Beta-adrenoceptor-mediated cell signaling in the neonatal heart and liver: responses to terbutaline.

Abstract

Terbutaline, a beta(2)-adrenoceptor (beta(2)-AR) agonist, is a widely used tocolytic that also crosses the placenta to stimulate fetal beta-ARs. The current study examines the effects of terbutaline administered to neonatal rats. Terbutaline (10 mg/kg sc) given on postnatal day (PN) 2-5 or PN 11-14 elicited significant downregulation of both cardiac and hepatic beta-ARs, with a much greater effect in the liver. Despite the reduction in cardiac beta-ARs, receptor desensitization was absent as evidenced by the maintained ability of isoproterenol to stimulate adenylyl cyclase (AC) in membrane preparations.
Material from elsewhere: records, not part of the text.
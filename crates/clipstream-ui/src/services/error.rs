//! Transport error taxonomy.
//!
//! # Design
//! - Four coarse kinds; optimistic reconciliation treats them all the
//!   same and callers only branch for display or session handling.
//! - Messages prefer the backend's own wording when a problem document
//!   can be decoded.

use thiserror::Error;

/// Coarse classification for a failed API call.
#[derive(Clone, Copy, Debug, PartialEq, Eq)]
pub enum ApiErrorKind {
    /// Session missing, stale, or rejected.
    Unauthorized,
    /// Subject does not exist, or is gone.
    NotFound,
    /// Transport-level failure before any response arrived.
    Network,
    /// Any other non-success response.
    Server,
}

/// Failure reported by the API client.
#[derive(Clone, Debug, Error, PartialEq, Eq)]
#[error("{message}")]
pub struct ApiError {
    /// Coarse failure classification.
    pub kind: ApiErrorKind,
    /// Human-readable detail for logging and toasts.
    pub message: String,
}

impl ApiError {
    /// Build an error of the given kind.
    #[must_use]
    pub fn new(kind: ApiErrorKind, message: impl Into<String>) -> Self {
        Self {
            kind,
            message: message.into(),
        }
    }

    /// Build a transport-level error.
    #[must_use]
    pub fn network(message: impl Into<String>) -> Self {
        Self::new(ApiErrorKind::Network, message)
    }
}

/// Map an HTTP status code to an error kind.
#[must_use]
pub const fn classify_status(status: u16) -> ApiErrorKind {
    match status {
        401 | 403 => ApiErrorKind::Unauthorized,
        404 => ApiErrorKind::NotFound,
        _ => ApiErrorKind::Server,
    }
}

#[cfg(test)]
mod tests {
    use super::{ApiError, ApiErrorKind, classify_status};

    #[test]
    fn statuses_map_to_kinds() {
        assert_eq!(classify_status(401), ApiErrorKind::Unauthorized);
        assert_eq!(classify_status(403), ApiErrorKind::Unauthorized);
        assert_eq!(classify_status(404), ApiErrorKind::NotFound);
        assert_eq!(classify_status(500), ApiErrorKind::Server);
        assert_eq!(classify_status(502), ApiErrorKind::Server);
        assert_eq!(classify_status(418), ApiErrorKind::Server);
    }

    #[test]
    fn display_uses_the_message() {
        let err = ApiError::network("connection reset");
        assert_eq!(err.to_string(), "connection reset");
    }
}
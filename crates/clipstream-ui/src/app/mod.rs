//! App root: store wiring, routing, and cross-cutting callbacks.

use crate::app::api::ApiCtx;
use crate::app::preferences::{api_base_url, clear_token, load_token};
use crate::components::login_prompt::LoginPrompt;
use crate::components::shell::AppShell;
use crate::components::toast::ToastHost;
use crate::core::store::{AppStore, close_modal, trigger_engagement};
use crate::core::ui::ModalKind;
use crate::features::account::api::fetch_me;
use crate::features::account::view::{SignInPage, SignUpPage};
use crate::features::engagement::api::dispatch_toggle;
use crate::features::engagement::state::{EngagementKind, TriggerDecision, resolve_toggle};
use crate::features::inquiries::view::{InquiriesPage, InquiryDetailPage};
use crate::features::videos::view::{HomePage, VideoDetailPage};
use crate::models::{Toast, ToastKind};
use crate::services::error::ApiError;
use gloo::console;
use yew::prelude::*;
use yew_router::prelude::*;
use yewdux::prelude::{Dispatch, use_selector};

pub(crate) mod api;
pub(crate) mod preferences;
pub(crate) mod routes;

use routes::Route;

#[function_component(ClipstreamApp)]
fn clipstream_app() -> Html {
    let dispatch = Dispatch::<AppStore>::new();
    let api_ctx = use_memo(|_| ApiCtx::new(api_base_url()), ());
    let toasts = use_state(Vec::<Toast>::new);
    let toast_id = use_state(|| 0u64);

    let viewer = use_selector(|store: &AppStore| store.session.user.clone());
    let modal = use_selector(|store: &AppStore| store.modal);

    // Restore the persisted session on boot.
    {
        let dispatch = dispatch.clone();
        let api_ctx = (*api_ctx).clone();
        use_effect_with_deps(
            move |_| {
                if let Some(token) = load_token() {
                    api_ctx.client.set_token(Some(token.clone()));
                    let client = api_ctx.client.clone();
                    let dispatch = dispatch.clone();
                    yew::platform::spawn_local(async move {
                        match fetch_me(&client).await {
                            Ok(user) => dispatch.reduce_mut(|store| {
                                store.session.establish(token, user);
                            }),
                            Err(_) => {
                                client.set_token(None);
                                clear_token();
                            }
                        }
                    });
                }
                || ()
            },
            (),
        );
    }

    let dismiss_toast = {
        let toasts = toasts.clone();
        Callback::from(move |id: u64| {
            toasts.set(
                (*toasts)
                    .iter()
                    .cloned()
                    .filter(|toast| toast.id != id)
                    .collect(),
            );
        })
    };

    // One trigger path for both engagement surfaces: the store applies
    // the speculative write synchronously, the network call is the only
    // suspension point, and resolution reconciles against the store.
    let on_engagement = {
        let dispatch = dispatch.clone();
        let api_ctx = (*api_ctx).clone();
        let toasts = toasts.clone();
        let toast_id = toast_id.clone();
        Callback::from(move |kind: EngagementKind| {
            let mut decision = TriggerDecision::Ignored;
            dispatch.reduce_mut(|store| {
                decision = trigger_engagement(store, kind);
            });
            if let TriggerDecision::Dispatch(pending) = decision {
                let client = api_ctx.client.clone();
                let dispatch = dispatch.clone();
                let toasts = toasts.clone();
                let toast_id = toast_id.clone();
                yew::platform::spawn_local(async move {
                    let result = dispatch_toggle(&client, pending.kind, pending.subject_id).await;
                    dispatch.reduce_mut(|store| {
                        resolve_toggle(&mut store.engagement, pending, &result);
                    });
                    if let Err(err) = result {
                        console::warn!("engagement toggle failed", err.to_string());
                        push_toast(&toasts, &toast_id, ToastKind::Error, failure_notice(kind, &err));
                    }
                });
            }
        })
    };

    let on_sign_out = {
        let dispatch = dispatch.clone();
        let api_ctx = (*api_ctx).clone();
        Callback::from(move |()| {
            api_ctx.client.set_token(None);
            clear_token();
            dispatch.reduce_mut(|store| store.session.clear());
        })
    };

    let on_modal_dismiss = {
        let dispatch = dispatch.clone();
        Callback::from(move |()| dispatch.reduce_mut(|store| close_modal(store)))
    };

    let render_route = {
        let on_engagement = on_engagement.clone();
        move |route: Route| match route {
            Route::Home => html! { <HomePage /> },
            Route::VideoDetail { id } => html! {
                <VideoDetailPage video_id={id} on_engagement={on_engagement.clone()} />
            },
            Route::SignIn => html! { <SignInPage /> },
            Route::SignUp => html! { <SignUpPage /> },
            Route::Inquiries => html! { <InquiriesPage /> },
            Route::InquiryDetail { id } => html! { <InquiryDetailPage inquiry_id={id} /> },
            Route::NotFound => html! { <section class="empty">{"Page not found."}</section> },
        }
    };

    html! {
        <ContextProvider<ApiCtx> context={(*api_ctx).clone()}>
            <BrowserRouter>
                <AppShell viewer={(*viewer).clone()} on_sign_out={on_sign_out}>
                    <Switch<Route> render={render_route} />
                </AppShell>
                {if matches!(*modal, Some(ModalKind::LoginRequired)) {
                    html! { <LoginPrompt on_dismiss={on_modal_dismiss} /> }
                } else {
                    html! {}
                }}
                <ToastHost toasts={(*toasts).clone()} on_dismiss={dismiss_toast} />
            </BrowserRouter>
        </ContextProvider<ApiCtx>>
    }
}

fn push_toast(
    toasts: &UseStateHandle<Vec<Toast>>,
    next_id: &UseStateHandle<u64>,
    kind: ToastKind,
    message: String,
) {
    let id = **next_id + 1;
    next_id.set(id);
    let mut list = (**toasts).clone();
    list.push(Toast { id, message, kind });
    if list.len() > 4 {
        let drain = list.len() - 4;
        list.drain(0..drain);
    }
    toasts.set(list);
}

fn failure_notice(kind: EngagementKind, err: &ApiError) -> String {
    match kind {
        EngagementKind::Like => format!("Couldn't update like: {err}"),
        EngagementKind::Subscribe => format!("Couldn't update subscription: {err}"),
    }
}

/// Entrypoint invoked by Trunk for wasm32 builds.
pub fn run_app() {
    console_error_panic_hook::set_once();
    if let Some(root) = gloo::utils::document().get_element_by_id("root") {
        yew::Renderer::<ClipstreamApp>::with_root(root).render();
    } else {
        yew::Renderer::<ClipstreamApp>::new().render();
    }
}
The underlying mechanism was dissected by using stimulants that operate at different points in the AC signaling pathway, NaF, forskolin, and Mn(2+). When administered in the early neonatal period, terbutaline failed to evoke any changes in cardiac AC activity; however, treatment on PN 11-14 evoked heterologous sensitization downstream from the receptor, evidenced by increases in the response to NaF and forskolin. In the liver, neonatal terbutaline administration elicited a small (approximately equal to 10%) decrease in the AC response to isoproterenol, an effect much smaller than the downregulation of beta-ARs (>40%). In this tissue, desensitization was again offset by heterologous sensitization of AC signaling. These results indicate that, in the developing organism, beta-AR-mediated cell signaling responses are maintained in the face of receptor downregulation through heterologous induction of downstream signaling elements. These unique responses serve to sustain beta-AR signaling in the perinatal period.